The most telling line in tickflow-stock-panel's README is not a feature. It is a refusal. The project states plainly what it will not do: no "AI stock picking," no "limit-up prediction." For a self-hosted quant workbench that leans on large language models throughout, drawing that boundary up front is a deliberate design choice, and it shapes how the rest of the tool fits together.
A quant workstation that keeps the human in the loop
tickflow-stock-panel is a self-hosted, zero-ops workbench for China's A-share market, built around screening, monitoring, and backtesting. It runs from a single Docker container or a dev script that starts the FastAPI backend on port 3018 and a React frontend on 3011. The data comes from the TickFlow source, and the author is explicit that this is a personal open-source project with no official affiliation.
The LLM shows up in specific, bounded places rather than as an oracle. It generates screening strategies from a prompt and can migrate hand-written code into the strategy format. It produces a four-dimension read on a single stock covering technicals, fundamentals, financials, and news. It writes an after-hours market review that you can schedule, push to Feishu, or download as Markdown. In every case the AI describes or drafts; it does not tell you what to buy. The README reinforces this with a disclaimer that the tool is for learning and research only and offers no investment advice.
That framing matters because the AI is optional at all. Leave AI_API_KEY blank and the AI features simply switch off. When enabled, it talks to any OpenAI-compatible endpoint, with DeepSeek, Qwen, and Ollama named as examples, so a user can run the whole analysis loop against a local model if they want to.
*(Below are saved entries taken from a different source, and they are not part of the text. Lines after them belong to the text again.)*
// SPDX-License-Identifier: MPL-2.0
//! Bounded toast queue with subscriptions and auto-dismiss timers.
//!
//! The [`ToastQueue`] keeps toasts in insertion order and splits them into a
//! visible set, capped at `max_visible_toasts`, and a pending FIFO. Closing a
//! visible toast promotes the oldest pending one. Every `add` and `close`
//! call synchronously notifies subscribers with the new visible set.
//!
//! # Usage
//!
//! ```
//! use iced_toasts::queue::{QueueOptions, ToastOptions, ToastQueue};
//!
//! let mut queue = ToastQueue::new(QueueOptions {
//!     max_visible_toasts: 2,
//!     ..QueueOptions::default()
//! });
//!
//! let a = queue.add("A", ToastOptions::default());
//! queue.add("B", ToastOptions::default());
//! queue.add("C", ToastOptions::default());
//! assert_eq!(queue.pending_count(), 1);
//!
//! queue.close(a);
//! let visible: Vec<_> = queue.visible_toasts().iter().map(|t| *t.content()).collect();
//! assert_eq!(visible, ["B", "C"]);
//! ```
//!
//! The queue is single-threaded: mutations take `&mut self` and listeners
//! only see a shared slice, so they cannot re-enter it.

mod listeners;
mod timer;
mod toast;

pub use listeners::SubscriptionId;
pub use timer::{Clock, ManualClock, SystemClock, Timer, TimerStart};
pub use toast::{Toast, ToastKey, ToastOptions};

use crate::config::defaults::DEFAULT_MAX_VISIBLE_TOASTS;
use listeners::Listeners;
use std::collections::VecDeque;
use std::fmt;
use std::rc::Rc;
use std::time::{Duration, Instant};

/// Construction options for a [`ToastQueue`].
#[derive(Debug, Clone, Copy, PartialEq, Eq)]
pub struct QueueOptions {
    /// Maximum number of toasts displayed at once. Values below 1 are raised to 1.
    pub max_visible_toasts: usize,
    /// Shortest accepted auto-dismiss timeout; shorter requests are raised to it.
    /// Zero by default, so requested timeouts are used as given.
    pub min_timeout: Duration,
    /// When dismissal timers start counting.
    pub timer_start: TimerStart,
}

impl Default for QueueOptions {
    fn default() -> Self {
        Self {
            max_visible_toasts: DEFAULT_MAX_VISIBLE_TOASTS,
            min_timeout: Duration::ZERO,
            timer_start: TimerStart::default(),
        }
    }
}

/// Ordered toast collection with a bounded visible set.
pub struct ToastQueue<T> {
    /// Toasts eligible for display, in the order they became visible.
    visible: Vec<Toast<T>>,
    /// Toasts waiting for a visible slot (oldest first).
    pending: VecDeque<Toast<T>>,
    listeners: Listeners<T>,
    options: QueueOptions,
    clock: Rc<dyn Clock>,
    next_key: u64,
    paused: bool,
}

impl<T> ToastQueue<T> {
    /// Creates an empty queue driven by the system clock.
    #[must_use]
    pub fn new(options: QueueOptions) -> Self {
        Self::with_clock(options, Rc::new(SystemClock))
    }

    /// Creates an empty queue reading time from `clock`.
    #[must_use]
    pub fn with_clock(options: QueueOptions, clock: Rc<dyn Clock>) -> Self {
        let options = QueueOptions {
            max_visible_toasts: options.max_visible_toasts.max(1),
            ..options
        };
        Self {
            visible: Vec::new(),
            pending: VecDeque::new(),
            listeners: Listeners::new(),
            options,
            clock,
            next_key: 0,
            paused: false,
        }
    }

    /// Enqueues a toast and returns its key.
    ///
    /// The toast is visible immediately if a slot is free, otherwise it waits
    /// in the pending queue until an earlier toast closes.
    pub fn add(&mut self, content: T, options: ToastOptions) -> ToastKey {
        let key = ToastKey::new(self.next_key);
        self.next_key += 1;

        let timeout = options
            .timeout
            .map(|timeout| timeout.max(self.options.min_timeout));
        let mut toast = Toast::new(key, content, timeout);

        let visible = self.visible.len() < self.options.max_visible_toasts;
        if visible || self.options.timer_start == TimerStart::OnAdd {
            self.start_timer(&mut toast);
        }

        if visible {
            self.visible.push(toast);
        } else {
            self.pending.push_back(toast);
        }

        tracing::debug!(
            %key,
            visible,
            ?timeout,
            pending = self.pending.len(),
            "toast added"
        );
        self.notify();
        key
    }

    /// Removes a toast, visible or pending, and cancels its timer.
    ///
    /// Listeners are notified on every call. An unknown key leaves the queue
    /// untouched and returns `false`, so closing the same toast twice leaves
    /// the same state as closing it once.
    pub fn close(&mut self, key: ToastKey) -> bool {
        let removed = if let Some(pos) = self.visible.iter().position(|t| t.key() == key) {
            let toast = self.visible.remove(pos);
            self.promote_pending();
            Some(toast)
        } else if let Some(pos) = self.pending.iter().position(|t| t.key() == key) {
            self.pending.remove(pos)
        } else {
            None
        };

        let closed = removed.is_some();
        if let Some(mut toast) = removed {
            if let Some(timer) = toast.timer.as_mut() {
                timer.cancel();
            }
            tracing::debug!(%key, visible = self.visible.len(), "toast closed");
            self.resume_if_empty();
        } else {
            tracing::trace!(%key, "close ignored for unknown toast");
        }

        self.notify();
        closed
    }

    /// Registers a listener called with the visible toasts after every change.
    pub fn subscribe<F>(&mut self, listener: F) -> SubscriptionId
    where
        F: FnMut(&[Toast<T>]) + 'static,
    {
        self.listeners.add(Box::new(listener))
    }

    /// Deregisters a listener. Returns `false` if it was already removed.
    pub fn unsubscribe(&mut self, id: SubscriptionId) -> bool {
        self.listeners.remove(id)
    }

    /// Closes every toast whose timer is due, earliest deadline first.
    ///
    /// Each expired toast goes through [`close`](Self::close), so listeners
    /// see one notification per dismissed toast. Returns the expired keys.
    pub fn tick(&mut self) -> Vec<ToastKey> {
        let now = self.clock.now();
        let mut due: Vec<(Instant, ToastKey)> = self
            .visible
            .iter()
            .chain(self.pending.iter())
            .filter_map(|toast| {
                let timer = toast.timer.as_ref()?;
                if timer.is_due(now) {
                    timer.deadline().map(|deadline| (deadline, toast.key()))
                } else {
                    None
                }
            })
            .collect();
        due.sort_unstable();

        let mut expired = Vec::with_capacity(due.len());
        for (_, key) in due {
            let fired = self
                .get_mut(key)
                .and_then(|toast| toast.timer.as_mut())
                .is_some_and(|timer| timer.fire(now));
            if fired {
                tracing::trace!(%key, "toast timer fired");
                self.close(key);
                expired.push(key);
            }
        }
        expired
    }

    /// Removes every toast. Listeners are notified once if anything was removed.
    pub fn clear(&mut self) {
        if self.is_empty() {
            return;
        }
        for toast in self.visible.iter_mut().chain(self.pending.iter_mut()) {
            if let Some(timer) = toast.timer.as_mut() {
                timer.cancel();
            }
        }
        let removed = self.len();
        self.visible.clear();
        self.pending.clear();
        self.paused = false;

        tracing::debug!(removed, "toast queue cleared");
        self.notify();
    }

    /// Freezes all running timers, e.g. while the pointer is over the toasts.
    ///
    /// Toasts added while paused start with a paused timer.
    pub fn pause_all(&mut self) {
        if self.paused {
            return;
        }
        self.paused = true;
        let now = self.clock.now();
        for toast in self.visible.iter_mut().chain(self.pending.iter_mut()) {
            if let Some(timer) = toast.timer.as_mut() {
                timer.pause(now);
            }
        }
    }

    /// Restarts timers frozen by [`pause_all`](Self::pause_all).
    pub fn resume_all(&mut self) {
        if !self.paused {
            return;
        }
        self.paused = false;
        let now = self.clock.now();
        for toast in self.visible.iter_mut().chain(self.pending.iter_mut()) {
            if let Some(timer) = toast.timer.as_mut() {
                timer.resume(now);
            }
        }
    }

    /// Toasts currently eligible for display, in display order.
    #[must_use]
    pub fn visible_toasts(&self) -> &[Toast<T>] {
        &self.visible
    }

    /// Toasts waiting for a visible slot, oldest first.
    pub fn pending_toasts(&self) -> impl Iterator<Item = &Toast<T>> {
        self.pending.iter()
    }

    #[must_use]
    pub fn visible_count(&self) -> usize {
        self.visible.len()
    }

    #[must_use]
    pub fn pending_count(&self) -> usize {
        self.pending.len()
    }

    /// Total number of toasts, visible and pending.
    #[must_use]
    pub fn len(&self) -> usize {
        self.visible.len() + self.pending.len()
    }

    #[must_use]
    pub fn is_empty(&self) -> bool {
        self.visible.is_empty() && self.pending.is_empty()
    }

    #[must_use]
    pub fn get(&self, key: ToastKey) -> Option<&Toast<T>> {
        self.visible
            .iter()
            .chain(self.pending.iter())
            .find(|toast| toast.key() == key)
    }

    #[must_use]
    pub fn contains(&self, key: ToastKey) -> bool {
        self.get(key).is_some()
    }

    #[must_use]
    pub fn is_visible(&self, key: ToastKey) -> bool {
        self.visible.iter().any(|toast| toast.key() == key)
    }

    #[must_use]
    pub fn max_visible_toasts(&self) -> usize {
        self.options.max_visible_toasts
    }

    #[must_use]
    pub fn is_paused(&self) -> bool {
        self.paused
    }

    /// Earliest deadline among running timers.
    #[must_use]
    pub fn next_deadline(&self) -> Option<Instant> {
        self.visible
            .iter()
            .chain(self.pending.iter())
            .filter_map(|toast| toast.timer.as_ref().and_then(Timer::deadline))
            .min()
    }

    /// Number of registered listeners.
    #[must_use]
    pub fn subscriber_count(&self) -> usize {
        self.listeners.len()
    }

    fn get_mut(&mut self, key: ToastKey) -> Option<&mut Toast<T>> {
        self.visible
            .iter_mut()
            .chain(self.pending.iter_mut())
            .find(|toast| toast.key() == key)
    }

    fn start_timer(&self, toast: &mut Toast<T>) {
        if let Some(timeout) = toast.timeout() {
            let now = self.clock.now();
            let mut timer = Timer::start(timeout, now);
            if self.paused {
                timer.pause(now);
            }
            toast.timer = Some(timer);
        }
    }

    /// Moves pending toasts into free visible slots, oldest first.
    fn promote_pending(&mut self) {
        while self.visible.len() < self.options.max_visible_toasts {
            let Some(mut toast) = self.pending.pop_front() else {
                break;
            };
            if toast.timer.is_none() {
                self.start_timer(&mut toast);
            }
            tracing::debug!(key = %toast.key(), "pending toast promoted");
            self.visible.push(toast);
        }
    }

    /// Drops the hover pause once nothing is left to display. The region
    /// that requested it is gone, so it will never ask to resume.
    fn resume_if_empty(&mut self) {
        if self.paused && self.is_empty() {
            tracing::trace!("toast queue emptied while paused, resuming");
            self.paused = false;
        }
    }

    fn notify(&mut self) {
        self.listeners.notify(&self.visible);
    }
}

impl<T> Default for ToastQueue<T> {
    fn default() -> Self {
        Self::new(QueueOptions::default())
    }
}

impl<T: fmt::Debug> fmt::Debug for ToastQueue<T> {
    fn fmt(&self, f: &mut fmt::Formatter<'_>) -> fmt::Result {
        f.debug_struct("ToastQueue")
            .field("visible", &self.visible)
            .field("pending", &self.pending)
            .field("listeners", &self.listeners)
            .field("options", &self.options)
            .field("paused", &self.paused)
            .finish_non_exhaustive()
    }
}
The architecture bets on Polars, not pandas
The stack choices read like someone who has felt pandas get slow on wide tables. Screening runs on Polars and claims millisecond scans across the full A-share universe against 18 built-in strategies plus custom conditions. Indicators like MA, EMA, MACD, RSI, KDJ, and Bollinger bands are computed in one pass and written to enriched Parquet files. Queries go through DuckDB. Storage is Parquet on disk.
The interesting detail is how the project fences off pandas. The README calls vectorbt "the entire project's only pandas boundary." Backtesting needs vectorbt, vectorbt needs pandas, so pandas lives there and nowhere else. That is a clean way to contain a heavy dependency instead of letting it spread through the codebase.
Backtesting itself covers three modes and models the frictions that make A-share results realistic: T+1 settlement, commissions, slippage, and stop-loss. Progress streams to the UI over server-sent events, handled by sse-starlette on the backend and APScheduler for the scheduled jobs. The monitor center runs four rule types across strategies, per-stock signals, price, and unusual activity, with AND/OR conditions and Feishu push notifications.
What the README does and does not promise
The README is generous with structure and honest about status. A roadmap marks phases 0 through 6 as done and a v2 phase, including webhook order pushing and morning and evening reports, as in progress. Several pages, including stock analysis and the review module, are labeled Beta. There are no benchmark numbers behind the "millisecond" claim and no adoption figures beyond the star count, so those stay as the author's assertions rather than measured results.
For someone building their own A-share tooling, the value here is less any single feature and more the shape of the decisions: a single-container deploy, a Polars-first data path with pandas quarantined to one module, and an LLM used as an assistant that never crosses into giving recommendations.